Os desafios da inclusão de pessoas com autismo no Brasil

Enviada em 02/12/2021

O Autismo - cujo nome técnico é Transtorno do Espectro do Autista (TEA)- é uma condição de saúde caracterizada, em suma, por déficit na comunicação social (verbal e não verbal) e comportamento (interesse restrito e movimentos repetitivos). Tal condição ainda é pouco assimilada pela sociedade brasileira, pela negligência governamental e paralelamente, por insciência e preconceito da população, dificultando a inclusão dos autistas na sociedade. Deve-se pontuar, de início, que a Constituição Federal tem como um dos objetivos fundamentais, a construção de uma sociedade livre, justa e solidária, e assegura o direito de lazer para todo cidadão. Porém, não é visto, de fato, a inclusão das pessoas com TEA, em eventos e projetos públicos para promoção desse direito, ocasionando a exclusão e a ‘invisibilidade’ desses indivíduos e suas famílias na vida em sociedade. Ademais, evidencia-se que a coletividade brasileira é estruturada por um modelo padrão de comportamento, tornando invisíveis ou excluídos socialmente, indivíduos que possuem comportamentos distintos. Corrobora ainda mais para isso, a falta de conhecimento sobre o TEA pela população, que reflete a indiferença estatal para a inclusão dessas pessoas em ambientes públicos e também pela falta de interesse e empatia pelo próximo.
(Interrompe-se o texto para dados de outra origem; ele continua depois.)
//! Operations and composites

use super::address::ResourceAddress;
use super::constants::{ADDRESS, COMPOSITE, OPERATION, STEPS};
use serde_json::{Map, Value};
use std::fmt;

/// A single management operation
#[derive(Debug, Clone, PartialEq)]
pub struct Operation {
    address: ResourceAddress,
    name: String,
    params: Map<String, Value>,
}

impl Operation {
    /// An operation without parameters
    pub fn new(address: ResourceAddress, name: impl Into<String>) -> Self {
        Self {
            address,
            name: name.into(),
            params: Map::new(),
        }
    }

    pub fn builder(address: ResourceAddress, name: impl Into<String>) -> OperationBuilder {
        OperationBuilder {
            operation: Self::new(address, name),
        }
    }

    pub fn address(&self) -> &ResourceAddress {
        &self.address
    }

    pub fn name(&self) -> &str {
        &self.name
    }

    pub fn params(&self) -> &Map<String, Value> {
        &self.params
    }

    pub fn param(&self, name: &str) -> Option<&Value> {
        self.params.get(name)
    }

    /// The operation as the management API encodes it
    pub fn to_model(&self) -> Value {
        let mut node = Map::new();
        node.insert(OPERATION.to_string(), Value::String(self.name.clone()));
        node.insert(ADDRESS.to_string(), self.address.to_model());
        for (key, value) in &self.params {
            node.insert(key.clone(), value.clone());
        }
        Value::Object(node)
    }
}

impl fmt::Display for Operation {
    fn fmt(&self, f: &mut fmt::Formatter<'_>) -> fmt::Result {
        write!(f, "{}:{}", self.address, self.name)?;
        if !self.params.is_empty() {
            let params: Vec<String> = self
                .params
                .iter()
                .map(|(key, value)| format!("{}={}", key, value))
                .collect();
            write!(f, "({})", params.join(","))?;
        }
        Ok(())
    }
}

/// Builder for [`Operation`]
#[derive(Debug, Clone)]
pub struct OperationBuilder {
    operation: Operation,
}

impl OperationBuilder {
    pub fn param(mut self, name: impl Into<String>, value: impl Into<Value>) -> Self {
        self.operation.params.insert(name.into(), value.into());
        self
    }

    /// Add every entry of `payload` as a parameter
    pub fn payload(mut self, payload: Map<String, Value>) -> Self {
        self.operation.params.extend(payload);
        self
    }

    pub fn build(self) -> Operation {
        self.operation
    }
}

/// Operations executed in one request, results indexed by position
#[derive(Debug, Clone, Default, PartialEq)]
pub struct Composite {
    operations: Vec<Operation>,
}

impl Composite {
    pub fn new() -> Self {
        Self::default()
    }

    pub fn add(mut self, operation: Operation) -> Self {
        self.operations.push(operation);
        self
    }

    pub fn push(&mut self, operation: Operation) {
        self.operations.push(operation);
    }

    pub fn len(&self) -> usize {
        self.operations.len()
    }

    pub fn is_empty(&self) -> bool {
        self.operations.is_empty()
    }

    pub fn iter(&self) -> std::slice::Iter<'_, Operation> {
        self.operations.iter()
    }

    pub fn operations(&self) -> &[Operation] {
        &self.operations
    }

    pub fn to_model(&self) -> Value {
        let mut node = Map::new();
        node.insert(OPERATION.to_string(), Value::String(COMPOSITE.to_string()));
        node.insert(ADDRESS.to_string(), Value::Array(Vec::new()));
        node.insert(
            STEPS.to_string(),
            Value::Array(self.operations.iter().map(Operation::to_model).collect()),
        );
        Value::Object(node)
    }
}

impl From<Vec<Operation>> for Composite {
    fn from(operations: Vec<Operation>) -> Self {
        Self { operations }
    }
}

impl FromIterator<Operation> for Composite {
    fn from_iter<I: IntoIterator<Item = Operation>>(iter: I) -> Self {
        Self {
            operations: iter.into_iter().collect(),
        }
    }
}

impl IntoIterator for Composite {
    type Item = Operation;
    type IntoIter = std::vec::IntoIter<Operation>;

    fn into_iter(self) -> Self::IntoIter {
        self.operations.into_iter()
    }
}

impl<'a> IntoIterator for &'a Composite {
    type Item = &'a Operation;
    type IntoIter = std::slice::Iter<'a, Operation>;

    fn into_iter(self) -> Self::IntoIter {
        self.operations.iter()
    }
}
Segundo Aristóteles: “devemos tratar igualmente os iguais e desigualmente os desiguais, na medida de sua desigualdade”, com base nisso, um exemplo do que poderia ser feito, pelos Ministérios da Cidadania e da Educação, seria a criação de programas de inclusão das pessoas com TEA em ambientes públicos, com estruturas e apoio profissional, como no Projeto Sessão Azul, de iniciativa privada, que elabora sessões de cinema, teatro e visitas em aquário adequadas para receber pessoas com TEA e assim possibilitando que a população aprendesse a conviver e a respeitar as suas diferenças.